2. Interaction of Quantums of Electromagnetic Radiation with Electrons

The physical phenomenon reflected by Malus law in quantum representation, concerns to the big group of the phenomena of interaction of quantums of electromagnetic radiation with electrons. Absorption by substance of quantums of electromagnetic radiation basically result in the following processes: quantums can be absorbed

Figure 1. Passage of light through system a polarizer-analyzer.

without occurrence secondary electrons when all energy of quantums is transferred fonons-quantums of mechanical waves in a crystal lattice, and the impulse is transferred all crystal lattice of substance [2], at an internal photoeffect [3], Compton’s effect [4] and combinational scattering [5].

Latter two effects are accompanied by occurrence secondary, i.e. reradiated quantums with changed frequency, in comparison with falling on electron, and absorption of part energy of a falling photon. In [6] it is shown, that interaction of the polarized quantum of light with non-polarized electron can lead to turn of a plane of polarization reradiated quantum, and to change of frequency of secondary quantum in comparison primary quantum. From the point of view of Malus law, the phenomenon of turn of a plane of polarization reradiated quantum in comparison primary one enables this quantum to pass through the analyzer because separation of quantum as against an electromagnetic wave is considered impossible. A photo effect and Compton’s effect are inherent to, basically, for quantums high energy. At combinational scattering on connected electrons in the field of seen light also there is a change of frequency of light. At this form of interaction the absorption of a part of a falling on photon energy by substance is observed.

3. Physical Essence of a Problem

At passage of light through the analyzer there is an interaction of photons with connected electrons in a crystal lattice of substance of the analyzer.

Interaction of electromagnetic radiation with connected electrons of atoms or ions of a crystal lattice is complex and multiple physical processes. Therefore we shall consider the elementary physical phenomenon— interaction of electromagnetic radiation with free or poorly connected initially motionless electrons at which the increase in length of wave reradiated quantum can be observed. If energy of falling radiation is great enough, for example, X-ray radiation the connection electrons in atoms it is possible to neglect and assume that electrons cooperate with radiation, as free particles [7].

Taking into account, that quantum of light or a photon elementary, i.e. indivisible a particle of an electromagnetic field, direct division of quantum is impossible. However such division is present at Compton’s effect (so usually name interaction of quantum with motionless free electron), but it occurs by means of other elementary particle of substance-electron.

Taking into account far incomplete representations, both about the nature of quantum, and about the nature of electron, in modern physics it was necessary to enter concept about “intermediate states” systems a photon-electron during their interaction. These intermediate states it is enough unusual. They are characterized, first, by an opportunity negative electron energy, and second, infringement of the law of energy conservation.

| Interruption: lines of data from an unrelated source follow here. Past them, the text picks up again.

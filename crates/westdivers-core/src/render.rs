use std::io::{self, IsTerminal, Write};

use anyhow::anyhow;
use unicode_width::UnicodeWidthStr;

use crate::config::Config;
use crate::datetime::{SENTINEL_DATE, parse_iso_date};
use crate::grid::weekday_labels;
use crate::item::CalendarItem;
use crate::view::CalendarSnapshot;

pub const EMPTY_MESSAGE: &str = "no items for these filters";

const MIN_CELL_WIDTH: usize = 8;

#[derive(Debug, Clone)]
pub struct Renderer {
    color: bool,
}

impl Renderer {
    pub fn new(cfg: &Config) -> anyhow::Result<Self> {
        let color_cfg = cfg.get("color").unwrap_or_else(|| "on".to_string());
        let color = match color_cfg.to_ascii_lowercase().as_str() {
            "on" | "yes" | "true" | "1" => true,
            "off" | "no" | "false" | "0" => false,
            other => return Err(anyhow!("invalid color setting: {other}")),
        };

        Ok(Self { color })
    }

    pub fn plain() -> Self {
        Self { color: false }
    }

    #[tracing::instrument(skip(self, snapshot))]
    pub fn print_month(&mut self, snapshot: &CalendarSnapshot) -> anyhow::Result<()> {
        let mut out = io::stdout().lock();
        self.write_month(&mut out, snapshot)
    }

    #[tracing::instrument(skip(self, snapshot))]
    pub fn print_day(&mut self, snapshot: &CalendarSnapshot) -> anyhow::Result<()> {
        let mut out = io::stdout().lock();
        self.write_day(&mut out, snapshot)
    }

    #[tracing::instrument(skip(self, items))]
    pub fn print_items(&mut self, items: &[CalendarItem]) -> anyhow::Result<()> {
        let mut out = io::stdout().lock();
        self.write_items(&mut out, items)
    }

    pub fn write_month<W: Write>(
        &self,
        mut out: W,
        snapshot: &CalendarSnapshot,
    ) -> anyhow::Result<()> {
        let grid = &snapshot.grid;
        writeln!(out, "{}", self.paint(&grid.title(), "1"))?;

        let labels: Vec<String> = grid
            .cells
            .iter()
            .map(|cell| {
                let mut text = cell.date.format("%e").to_string().trim().to_string();
                let count = snapshot.count_on(&cell.iso);
                if count > 0 {
                    text.push_str(&format!("({count})"));
                }
                if cell.iso == snapshot.today {
                    text.push('*');
                }
                if cell.iso == snapshot.selected {
                    text = format!("[{text}]");
                }
                text
            })
            .collect();

        // One column per weekday, wide enough for the busiest cell plus a gap.
        let width = labels
            .iter()
            .map(|text| UnicodeWidthStr::width(text.as_str()) + 1)
            .max()
            .unwrap_or(0)
            .max(MIN_CELL_WIDTH);

        for label in weekday_labels() {
            write!(out, "{label:<width$}")?;
        }
        writeln!(out)?;

        for (week, texts) in grid.weeks().zip(labels.chunks(7)) {
            for (cell, text) in week.iter().zip(texts) {
                let painted = if cell.iso == snapshot.selected {
                    self.paint(text, "7")
                } else if cell.iso == snapshot.today {
                    self.paint(text, "1;36")
                } else if !cell.in_month {
                    self.paint(text, "2")
                } else if snapshot.count_on(&cell.iso) > 0 {
                    self.paint(text, "33")
                } else {
                    text.clone()
                };
                let padding = width.saturating_sub(UnicodeWidthStr::width(text.as_str()));
                write!(out, "{}{}", painted, " ".repeat(padding))?;
            }
            writeln!(out)?;
        }

        if snapshot.is_empty() {
            writeln!(out)?;
            writeln!(out, "{EMPTY_MESSAGE}")?;
        }
        Ok(())
    }

    pub fn write_day<W: Write>(
        &self,
        mut out: W,
        snapshot: &CalendarSnapshot,
    ) -> anyhow::Result<()> {
        let heading = parse_iso_date(&snapshot.selected)
            .map(|date| date.format("%A, %Y-%m-%d").to_string())
            .unwrap_or_else(|| snapshot.selected.clone());
        writeln!(out, "{}", self.paint(&heading, "1"))?;

        let items = snapshot.selected_items();
        if items.is_empty() {
            writeln!(out, "{EMPTY_MESSAGE}")?;
            return Ok(());
        }
        self.write_items(out, items)
    }

    pub fn write_items<W: Write>(&self, out: W, items: &[CalendarItem]) -> anyhow::Result<()> {
        let mut out = out;
        if items.is_empty() {
            writeln!(out, "{EMPTY_MESSAGE}")?;
            return Ok(());
        }

        let headers = vec![
            "Date".to_string(),
            "Time".to_string(),
            "Type".to_string(),
            "Title".to_string(),
            "Location".to_string(),
            "Details".to_string(),
        ];

        let mut rows = Vec::with_capacity(items.len());
        for item in items {
            let date = if item.date == SENTINEL_DATE {
                "undated".to_string()
            } else {
                item.date.clone()
            };

            let mut details = vec![];
            if !item.subtitle.is_empty() {
                details.push(item.subtitle.clone());
            }
            if item.is_cancelled() {
                details.push(self.paint("[cancelled]", "31"));
            }
            if !item.published {
                details.push(self.paint("[draft]", "35"));
            }

            let title = if item.is_cancelled() {
                self.paint(&item.title, "31")
            } else {
                item.title.clone()
            };

            rows.push(vec![
                date,
                item.time.clone(),
                item.kind.to_string(),
                title,
                item.location.clone(),
                details.join(" "),
            ]);
        }

        write_table(&mut out, headers, rows)?;
        Ok(())
    }

    fn paint(&self, text: &str, code: &str) -> String {
        if !self.color || !io::stdout().is_terminal() {
            return text.to_string();
        }
        format!("\x1b[{code}m{text}\x1b[0m")
    }
}

fn write_table<W: Write>(
    mut writer: W,
    headers: Vec<String>,
    rows: Vec<Vec<String>>,
) -> anyhow::Result<()> {
    let column_count = headers.len();
    let mut widths = vec![0usize; column_count];

    for (idx, header) in headers.iter().enumerate() {
        widths[idx] = widths[idx].max(UnicodeWidthStr::width(header.as_str()));
    }

    for row in &rows {
        for (idx, cell) in row.iter().enumerate() {
            widths[idx] = widths[idx].max(UnicodeWidthStr::width(strip_ansi(cell).as_str()));
        }
    }

    for idx in 0..column_count {
        write!(writer, "{:width$} ", headers[idx], width = widths[idx])?;
    }
    writeln!(writer)?;

    for idx in 0..column_count {
        write!(writer, "{:-<width$} ", "", width = widths[idx])?;
    }
    writeln!(writer)?;

    for row in rows {
        for idx in 0..column_count {
            let cell = &row[idx];
            let visible_width = UnicodeWidthStr::width(strip_ansi(cell).as_str());
            let padding = widths[idx].saturating_sub(visible_width);
            write!(writer, "{}{} ", cell, " ".repeat(padding))?;
        }
        writeln!(writer)?;
    }

    Ok(())
}

fn strip_ansi(s: &str) -> String {
    let mut out = String::with_capacity(s.len());
    let mut escaped = false;

    for ch in s.chars() {
        if escaped {
            if ch == 'm' {
                escaped = false;
            }
            continue;
        }

        if ch == '\x1b' {
            escaped = true;
            continue;
        }

        out.push(ch);
    }

    out
}

#[cfg(test)]
mod tests {
    use chrono::NaiveDate;

    use super::{EMPTY_MESSAGE, Renderer, strip_ansi};
    use crate::source::{SourceLists, TripRecord};
    use crate::view::CalendarViewState;

    fn today() -> NaiveDate {
        NaiveDate::from_ymd_opt(2025, 4, 15).expect("valid date")
    }

    fn render_month(sources: &SourceLists) -> String {
        let state = CalendarViewState::new(today(), true);
        let snapshot = state.snapshot(sources, false, today());
        let mut buf = Vec::new();
        Renderer::plain()
            .write_month(&mut buf, &snapshot)
            .expect("render month");
        String::from_utf8(buf).expect("utf8")
    }

    #[test]
    fn month_view_marks_today_and_counts() {
        let sources = SourceLists {
            trips: vec![TripRecord {
                id: Some("t1".to_string()),
                title: Some("Shore dive".to_string()),
                date: Some("2025-04-12".to_string()),
                published: Some(true),
                ..TripRecord::default()
            }],
            ..SourceLists::default()
        };

        let text = render_month(&sources);
        let lines: Vec<&str> = text.lines().collect();
        assert_eq!(lines[0], "April 2025");
        assert!(lines[1].starts_with("Mon"));
        assert_eq!(lines.len(), 8);
        assert!(text.contains("12(1)"));
        assert!(text.contains("[15*]"));
        assert!(!text.contains(EMPTY_MESSAGE));
    }

    #[test]
    fn busy_selected_today_keeps_columns_aligned() {
        let sources = SourceLists {
            trips: (0..12)
                .map(|n| TripRecord {
                    id: Some(format!("t{n}")),
                    date: Some("2025-04-15".to_string()),
                    published: Some(true),
                    ..TripRecord::default()
                })
                .collect(),
            ..SourceLists::default()
        };

        let text = render_month(&sources);
        let lines: Vec<&str> = text.lines().collect();
        let header = lines[1];
        let row = lines
            .iter()
            .find(|line| line.contains("[15(12)*]"))
            .expect("row with today");

        assert_eq!(row.find("[15(12)*]"), header.find("Tue"));
        assert_eq!(row.find("16"), header.find("Wed"));
    }

    #[test]
    fn empty_month_says_so() {
        let text = render_month(&SourceLists::default());
        assert!(text.trim_end().ends_with(EMPTY_MESSAGE));
    }

    #[test]
    fn item_table_flags_cancelled_and_drafts() {
        let state = CalendarViewState::new(today(), true);
        let sources = SourceLists {
            trips: vec![TripRecord {
                id: Some("t9".to_string()),
                title: Some("Night dive".to_string()),
                date: Some("2025-04-15".to_string()),
                status: Some("cancelled".to_string()),
                ..TripRecord::default()
            }],
            ..SourceLists::default()
        };
        let snapshot = state.snapshot(&sources, true, today());

        let mut buf = Vec::new();
        Renderer::plain()
            .write_day(&mut buf, &snapshot)
            .expect("render day");
        let text = String::from_utf8(buf).expect("utf8");

        assert!(text.starts_with("Tuesday, 2025-04-15"));
        assert!(text.contains("Night dive"));
        assert!(text.contains("[cancelled] [draft]"));
    }

    #[test]
    fn strips_ansi_sequences() {
        assert_eq!(strip_ansi("\x1b[31mred\x1b[0m"), "red");
    }
}
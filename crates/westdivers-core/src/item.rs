use std::fmt;

use serde::{Deserialize, Serialize};
use tracing::debug;

use crate::datetime::normalize_date_key;
use crate::source::{CourseRecord, SocialEventRecord, SourceLists, TripRecord};

const SUBTITLE_SEPARATOR: &str = " · ";

#[derive(Debug, Clone, Copy, Serialize, Deserialize, PartialEq, Eq, Hash, PartialOrd, Ord)]
#[serde(rename_all = "lowercase")]
pub enum ItemKind {
    Trip,
    Course,
    Event,
}

impl ItemKind {
    pub const ALL: [ItemKind; 3] = [ItemKind::Trip, ItemKind::Course, ItemKind::Event];

    /// Rank inside a day: trips first, then courses, then events.
    pub fn priority(self) -> u8 {
        match self {
            ItemKind::Trip => 1,
            ItemKind::Course => 2,
            ItemKind::Event => 3,
        }
    }

    pub fn as_str(self) -> &'static str {
        match self {
            ItemKind::Trip => "trip",
            ItemKind::Course => "course",
            ItemKind::Event => "event",
        }
    }

    pub fn parse(raw: &str) -> Option<Self> {
        match raw.trim().to_ascii_lowercase().as_str() {
            "trip" | "trips" => Some(ItemKind::Trip),
            "course" | "courses" => Some(ItemKind::Course),
            "event" | "events" => Some(ItemKind::Event),
            _ => None,
        }
    }
}

impl fmt::Display for ItemKind {
    fn fmt(&self, f: &mut fmt::Formatter<'_>) -> fmt::Result {
        f.write_str(self.as_str())
    }
}

#[derive(Debug, Clone, Copy, Default, Serialize, Deserialize, PartialEq, Eq)]
#[serde(rename_all = "lowercase")]
pub enum ItemStatus {
    #[default]
    Active,
    Cancelled,
}

impl ItemStatus {
    fn from_raw(raw: Option<&str>) -> Self {
        match raw.map(|s| s.trim().to_ascii_lowercase()).as_deref() {
            Some("cancelled") | Some("canceled") => ItemStatus::Cancelled,
            _ => ItemStatus::Active,
        }
    }
}

#[derive(Debug, Clone, Serialize, Deserialize, PartialEq, Eq)]
pub struct CalendarItem {
    pub id: String,
    #[serde(rename = "type")]
    pub kind: ItemKind,
    pub title: String,
    pub date: String,
    pub time: String,
    pub location: String,
    pub subtitle: String,
    pub published: bool,
    pub status: ItemStatus,
}

impl CalendarItem {
    pub fn is_cancelled(&self) -> bool {
        self.status == ItemStatus::Cancelled
    }

    /// Case-folded haystack the free-text search runs against.
    pub fn search_text(&self) -> String {
        format!(
            "{}{}{}{}",
            self.title, self.location, self.subtitle, self.date
        )
        .to_lowercase()
    }

    pub fn from_trip(record: &TripRecord) -> Self {
        Self {
            id: text(&record.id),
            kind: ItemKind::Trip,
            title: text_or(&record.title, &record.name),
            date: normalize_date_key(&text(&record.date)),
            time: String::new(),
            location: text_or(&record.location, &record.site),
            subtitle: join_subtitle(&[level_label(&record.required_level)]),
            published: record.published.unwrap_or(false),
            status: ItemStatus::from_raw(record.status.as_deref()),
        }
    }

    pub fn from_course(record: &CourseRecord) -> Self {
        let date = record.start_date.as_ref().or(record.date.as_ref());
        Self {
            id: text(&record.id),
            kind: ItemKind::Course,
            title: text_or(&record.title, &record.name),
            date: normalize_date_key(date.map(String::as_str).unwrap_or_default()),
            time: String::new(),
            location: text(&record.location),
            subtitle: join_subtitle(&[
                text(&record.schedule),
                level_label(&record.required_level),
            ]),
            published: record.published.unwrap_or(false),
            status: ItemStatus::from_raw(record.status.as_deref()),
        }
    }

    pub fn from_event(record: &SocialEventRecord) -> Self {
        Self {
            id: text(&record.id),
            kind: ItemKind::Event,
            title: text_or(&record.title, &record.name),
            date: normalize_date_key(&text(&record.date)),
            time: text(&record.time),
            location: text(&record.location),
            subtitle: String::new(),
            published: record.published.unwrap_or(false),
            status: ItemStatus::from_raw(record.status.as_deref()),
        }
    }
}

/// Merges the three sources into one list: trips, then courses, then events,
/// each in supplier order. Nothing is dropped.
#[tracing::instrument(skip_all)]
pub fn normalize(sources: &SourceLists) -> Vec<CalendarItem> {
    let mut items = Vec::with_capacity(sources.len());
    items.extend(sources.trips.iter().map(CalendarItem::from_trip));
    items.extend(sources.courses.iter().map(CalendarItem::from_course));
    items.extend(sources.events.iter().map(CalendarItem::from_event));

    debug!(
        trips = sources.trips.len(),
        courses = sources.courses.len(),
        events = sources.events.len(),
        total = items.len(),
        "normalized calendar sources"
    );
    items
}

fn text(value: &Option<String>) -> String {
    value.as_deref().map(str::trim).unwrap_or_default().to_string()
}

fn text_or(primary: &Option<String>, fallback: &Option<String>) -> String {
    let primary = text(primary);
    if primary.is_empty() { text(fallback) } else { primary }
}

fn level_label(level: &Option<String>) -> String {
    let level = text(level);
    if level.is_empty() {
        level
    } else {
        format!("Level: {level}")
    }
}

fn join_subtitle(parts: &[String]) -> String {
    parts
        .iter()
        .filter(|part| !part.is_empty())
        .map(String::as_str)
        .collect::<Vec<_>>()
        .join(SUBTITLE_SEPARATOR)
}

Whether have intermediate states any physical sense or are only mathematical reception for calculation? This question till now has not found the answer. There is no also an answer to a question, whether used mathematical receptions are at the given physical preconditions, i.e. at use of concept of an intermediate state, correct enough?

For more detailed analysis of the set questions we shall consider transition of an initial state of system a photon-electron to its final state . In this case S (start) means an initial state of system F (finish)-its final state.

Parameters of system a photon-electron in an initial state:—a vector of an impulse of a photon in an initial state, where—Planck’s reduced constant,—cyclic frequency of an initial photon, c—speed of light in vacuum,—an unit vector in a direction of radiation of an initial photon;—an impulse immovable electron in an initial state;—energy of a photon in an initial state;—energy immovable electron in an initial state,—its rest mass.

Parameters of system a photon-electron in a final state:

—a vector of an impulse of a photon in a final state,—cyclic frequency of a final photon,—a unit vector in a direction of radiation of a final photon;—an impulse of electron in a final state,—its speed,—its relativistic mass;—energy of a photon in a final state;—energy of electron in a final state, р—the module of an impulse of electron in a final state.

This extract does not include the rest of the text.